On New Year’s Day, when everyone was celebrating-or recovering from celebrating-NASA’s New Horizons accomplished something incredible. The spacecraft flew past Ultima Thule, a small asteroid on the outer edge of the solar system. At 12:33 a.m. Eastern on January 1, New Horizons passed just 2,200 miles from its target.

This is the second time New Horizons has managed a delicate flyby of a distant solar system target. The first, of course, was its historic visit to Pluto in 2015. That flyby produced some incredible images of a strange, distant world that no humans had ever seen before.

The images we have of Ultima Thule are not quite as remarkable-yet. That's because the high-resolution images from the close flyby will take a while to arrive. For now all we have is a pixelated white blob. That blob is still pretty interesting, however, because it confirms something scientists have suspected of the asteroid for a while now: We might actually be looking at two asteroids.

It’s still too early to tell the exact shape of the asteroid, but the vague appearance of Ultima Thule suggests it’s particularly skinny in the middle and wider at the ends. That could mean it’s really two asteroids, or it could mean Ultima Thule is just an especially weird-shaped single asteroid.

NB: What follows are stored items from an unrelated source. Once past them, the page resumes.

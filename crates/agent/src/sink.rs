//! Console display sink for streamed run events.

use std::io::Write;

use attache_core::event::{RunEventSink, RunStatus};

/// Prints run events as they arrive. Display only; nothing here feeds back
/// into the agent.
#[derive(Debug, Default)]
pub struct ConsoleSink;

impl ConsoleSink {
    pub fn new() -> Self {
        Self
    }
}

impl RunEventSink for ConsoleSink {
    fn on_text_delta(&mut self, value: &str) {
        print!("{value}");
        let _ = std::io::stdout().flush();
    }

    fn on_step_created(&mut self, id: &str, step_type: &str) {
        println!("\n[step {id} started: {step_type}]");
    }

    fn on_step_delta(&mut self, _id: &str, code_input: Option<&str>) {
        if let Some(code) = code_input {
            print!("{code}");
            let _ = std::io::stdout().flush();
        }
    }

    fn on_step_completed(&mut self, id: &str) {
        println!("\n[step {id} completed]");
    }

    fn on_message_created(&mut self, id: &str) {
        println!("\n[message {id} created]");
    }

    fn on_message_completed(&mut self, id: &str) {
        println!("\n[message {id} completed]");
    }

    fn on_run_completed(&mut self, run_id: &str, status: RunStatus) {
        println!("\n[run {run_id} {status}]");
    }
}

This first image also solves a recent mystery that astronomers discovered when approaching Ultima Thule. A few weeks ago, they noticed the asteroid didn’t have a light curve, meaning it wasn’t getting periodically dimmer and brighter like most asteroids do. If Ultima Thule was so oddly-shaped, it should change brightness when it rotated to point more toward New Horizons.

Scientists proposed a number of possible reasons for why the asteroid had no light curve, and now we know the true reason: New Horizons has been approaching Ultima Thule right along one of the asteroid’s poles. That means Ultima Thule has been pointing the same side toward New Horizons for the past few months, explaining why it has always looked the same.

Starting this year, however, New Horizons has gotten a new look at Ultima Thule from the other side. Those images are taking some time to travel all the way from the edge of the solar system, but we should expect some high-res imagery later today. The pictures will finally give us a real look at this strange world and should answer nearly all of our questions, along with giving us plenty of new ones to consider.